We have to fight for the AI and AI Users! They are the future! They deserve access to their own weights!

lukan|1 year ago

"The core is always the user and what they need."

Which is why gnu/linux without a terminal is totally usable and therefore accesible to the non programmer. /s

I agree that user centric developement should be the goal, but I hardly see it implemented. Free software programmers almost allways solved their own needs first, which is alright, because usually no one paid them to serve other peoples needs, but I seldom see this goal met.

lelanthran|1 year ago

You are confusing "software UX" with "software freedom".

The primary consideration is freedom for the user.

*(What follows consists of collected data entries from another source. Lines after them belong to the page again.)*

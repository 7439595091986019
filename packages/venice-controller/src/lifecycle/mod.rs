mod engine;
mod options;

pub use engine::StoreLifecycleEngine;
pub use options::{HybridConfigUpdate, UpdateStoreOptions};
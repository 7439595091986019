//! Value schema compatibility checking.
//!
//! The Avro compatibility rules themselves are out of scope -- versioned
//! record types are consumed by name, not parsed as Avro. This module is
//! the seam where a real Avro-aware checker would plug in; the default
//! implementation applies the same
//! directional rule at a JSON-structural level: a candidate schema is
//! compatible with an existing one if it does not drop or retype an
//! existing field.

use serde_json::Value;

/// Pluggable schema compatibility rule.
pub trait SchemaCompatibilityChecker: Send + Sync {
    /// `true` if `candidate` may be registered as a new schema version
    /// alongside `existing` without breaking readers on `existing`.
    fn is_compatible(&self, existing: &str, candidate: &str) -> bool;
}

/// Default checker: record schemas must not drop or retype a field
/// relative to any existing record schema; primitive schemas must match
/// exactly; a transition between a primitive and a record shape is always
/// treated as a compatible upgrade (there is no existing record-shaped
/// reader state to break).
#[derive(Debug, Default, Clone, Copy)]
pub struct DefaultCompatibilityChecker;

impl SchemaCompatibilityChecker for DefaultCompatibilityChecker {
    fn is_compatible(&self, existing: &str, candidate: &str) -> bool {
        if existing == candidate {
            return true;
        }

        let existing_json: Option<Value> = serde_json::from_str(existing).ok();
        let candidate_json: Option<Value> = serde_json::from_str(candidate).ok();

        match (existing_json, candidate_json) {
            (Some(Value::Object(e)), Some(Value::Object(c)))
                if e.contains_key("fields") && c.contains_key("fields") =>
            {
                record_fields_compatible(&e, &c)
            }
            (Some(Value::Object(_)), Some(_)) | (Some(_), Some(Value::Object(_))) => true,
            (Some(e), Some(c)) => e == c,
            _ => existing == candidate,
        }
    }
}

fn record_fields_compatible(
    existing: &serde_json::Map<String, Value>,
    candidate: &serde_json::Map<String, Value>,
) -> bool {
    let existing_fields = existing.get("fields").and_then(Value::as_array);
    let candidate_fields = candidate.get("fields").and_then(Value::as_array);

    let (Some(existing_fields), Some(candidate_fields)) = (existing_fields, candidate_fields)
    else {
        return false;
    };

    for ef in existing_fields {
        let name = ef.get("name").and_then(Value::as_str);
        let ty = ef.get("type");

        let matching = candidate_fields
            .iter()
            .find(|cf| cf.get("name").and_then(Value::as_str) == name);

        match matching {
            None => return false, // dropped a field
            Some(cf) => {
                if cf.get("type") != ty {
                    return false; // retyped a field
                }
            }
        }
    }

    true
}

#[cfg(test)]
mod tests {
    use super::*;

    #[test]
    fn identical_primitive_schemas_are_compatible() {
        let checker = DefaultCompatibilityChecker;
        assert!(checker.is_compatible("\"string\"", "\"string\""));
    }

    #[test]
    fn differing_primitive_schemas_are_incompatible() {
        let checker = DefaultCompatibilityChecker;
        assert!(!checker.is_compatible("\"string\"", "\"int\""));
    }

    #[test]
    fn primitive_to_record_transition_is_compatible() {
        let checker = DefaultCompatibilityChecker;
        let record = r#"{"type":"record","name":"R","fields":[{"name":"a","type":"string"}]}"#;
        assert!(checker.is_compatible("\"string\"", record));
    }

    #[test]
    fn record_adding_field_is_compatible() {
        let checker = DefaultCompatibilityChecker;
        let v1 = r#"{"type":"record","name":"R","fields":[{"name":"a","type":"string"}]}"#;
        let v2 = r#"{"type":"record","name":"R","fields":[{"name":"a","type":"string"},{"name":"b","type":"int"}]}"#;
        assert!(checker.is_compatible(v1, v2));
    }

    #[test]
    fn record_dropping_field_is_incompatible() {
        let checker = DefaultCompatibilityChecker;
        let v1 = r#"{"type":"record","name":"R","fields":[{"name":"a","type":"string"},{"name":"b","type":"int"}]}"#;
        let v2 = r#"{"type":"record","name":"R","fields":[{"name":"a","type":"string"}]}"#;
        assert!(!checker.is_compatible(v1, v2));
    }

    #[test]
    fn record_retyping_field_is_incompatible() {
        let checker = DefaultCompatibilityChecker;
        let v1 = r#"{"type":"record","name":"R","fields":[{"name":"a","type":"string"}]}"#;
        let v2 = r#"{"type":"record","name":"R","fields":[{"name":"a","type":"int"}]}"#;
        assert!(!checker.is_compatible(v1, v2));
    }
}
//! The controller-wide error enumeration.
//!
//! Every adapter trait and the lifecycle engine return `Result<_,
//! ControllerError>`. There is deliberately one flat enum rather than a
//! hierarchy per component: the point (per the source system's checked
//! exceptions) is a single place a caller can match on to decide whether an
//! error is a precondition failure, an infrastructure failure, or fatal.

use thiserror::Error;

/// Errors raised by the metadata store, resource coordinator, topic
/// manager, mastership controller, and store lifecycle engine.
#[derive(Debug, Error, Clone, PartialEq, Eq)]
pub enum ControllerError {
    /// This node is not the authoritative leader for the cluster. Not
    /// retryable at this node -- the caller should consult discovery.
    #[error("not leader for cluster '{cluster}'")]
    NotLeader { cluster: String },

    /// A store, version, resource, or topic does not exist.
    #[error("not found: {0}")]
    NotFound(String),

    /// A store, version, resource, or topic already exists.
    #[error("already exists: {0}")]
    AlreadyExists(String),

    /// A precondition was violated: current-version mismatch, reads/writes
    /// still enabled, hybrid vs. incremental-push conflict, partition-count
    /// change on a hybrid store, and similar invariant checks.
    #[error("conflict: {0}")]
    Conflict(String),

    /// The resource coordinator (cluster manager) adapter is unreachable.
    /// Retryable at the caller.
    #[error("coordinator unavailable: {0}")]
    CoordinatorUnavailable(String),

    /// The topic manager (message bus) adapter is unreachable. Retryable
    /// at the caller.
    #[error("topic manager unavailable: {0}")]
    TopicManagerUnavailable(String),

    /// The metadata store is unreachable. Retryable at the caller.
    #[error("metadata store unavailable: {0}")]
    MetadataUnavailable(String),

    /// A compare-and-set write lost a race. Callers retry internally up to
    /// a bounded number of attempts before surfacing a fatal error.
    #[error("concurrent update to '{0}', retry")]
    ConcurrentUpdate(String),

    /// A candidate schema is incompatible with an existing registered
    /// schema for the store.
    #[error("schema incompatible for store '{store}': {reason}")]
    SchemaIncompatible { store: String, reason: String },

    /// Mastership could not be acquired before the configured join
    /// timeout elapsed.
    #[error("join timeout acquiring mastership for cluster '{cluster}'")]
    JoinTimeout { cluster: String },

    /// An invariant that must never be violated was violated (e.g. a
    /// regression of `largest_used_version_number`). Always a bug, never
    /// expected to be retried.
    #[error("fatal invariant violation: {0}")]
    Fatal(String),
}

impl ControllerError {
    /// `true` for errors the caller may reasonably retry (infrastructure
    /// failures and lost CAS races); `false` for precondition failures and
    /// fatal invariant violations.
    #[must_use]
    pub fn is_retryable(&self) -> bool {
        matches!(
            self,
            ControllerError::CoordinatorUnavailable(_)
                | ControllerError::TopicManagerUnavailable(_)
                | ControllerError::MetadataUnavailable(_)
                | ControllerError::ConcurrentUpdate(_)
        )
    }
}
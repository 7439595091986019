//! `updateStore` option set. Every field is independently
//! nullable; only the options actually present are applied, in the fixed
//! order listed here.

use venice_controller_types::{CompressionStrategy, HybridStoreConfig};

#[derive(Debug, Clone, Default)]
pub struct HybridConfigUpdate {
    pub rewind_seconds: Option<i64>,
    pub offset_lag_threshold: Option<i64>,
}

#[derive(Debug, Clone, Default)]
pub struct UpdateStoreOptions {
    pub owner: Option<String>,
    pub enable_reads: Option<bool>,
    pub enable_writes: Option<bool>,
    pub partition_count: Option<u32>,
    pub storage_quota_bytes: Option<i64>,
    pub read_quota_cu: Option<u64>,
    pub current_version: Option<i32>,
    pub largest_used_version_number: Option<i32>,
    pub hybrid_config: Option<HybridConfigUpdate>,
    pub access_controlled: Option<bool>,
    pub compression_strategy: Option<CompressionStrategy>,
    pub chunking_enabled: Option<bool>,
    pub router_cache_single_get_enabled: Option<bool>,
    pub router_cache_batch_get_enabled: Option<bool>,
    pub batch_get_limit: Option<i32>,
    pub num_versions_to_preserve: Option<u32>,
    pub incremental_push_enabled: Option<bool>,
    pub migrating: Option<bool>,
}

pub(crate) fn merge_hybrid_config(
    existing: Option<HybridStoreConfig>,
    update: &HybridConfigUpdate,
) -> Result<Option<HybridStoreConfig>, String> {
    if update.rewind_seconds.is_none() && update.offset_lag_threshold.is_none() && existing.is_none() {
        return Ok(existing);
    }

    match existing {
        Some(mut hybrid) => {
            if let Some(r) = update.rewind_seconds {
                hybrid.rewind_seconds = r;
            }
            if let Some(l) = update.offset_lag_threshold {
                hybrid.offset_lag_threshold = l;
            }
            Ok(Some(hybrid))
        }
        None => match (update.rewind_seconds, update.offset_lag_threshold) {
            (Some(rewind_seconds), Some(offset_lag_threshold)) => Ok(Some(HybridStoreConfig {
                rewind_seconds,
                offset_lag_threshold,
            })),
            _ => Err("transitioning a store to hybrid requires both rewindSeconds and offsetLagThreshold".to_string()),
        },
    }
}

Ease-of-use for the user is a different consideration.

deadbunny|1 year ago

Maybe their target user isn't the one you're basing your opinion of what a user is?

Take vi(m). It's not intuitive to your suggested target user and has a learning curve shaped like a cliff. So it fails to provide for what you consider a "user". However it serves it's actual target users very well.

Arch doesn't position itself towards what you have presented as a user, Mint might however as they have very different target audiences. Not everything has to be designed to the lowest common denominator.

koolala|1 year ago

Your describing the ultimate AI interface. They have been guarding it for decades - now is the critical moment.

If they win this fight - GPL code will be usable by all of Artifical Humanity. GPL Singularity.

rkangel|1 year ago

> Which is why gnu/linux without a terminal is totally usable and therefore accesible to the non programmer. /s

Have you used modern Fedora? I have an old Thinkpad at home that I put Fedora on last year as our "sofa" laptop for web shopping etc. I took careful note of what I needed to do to set it up and that involved nothing on the command line to get to something good that my wife could happily use (not a techie, never used Linux).

Hamuko|1 year ago

>The core is always the user and what they need.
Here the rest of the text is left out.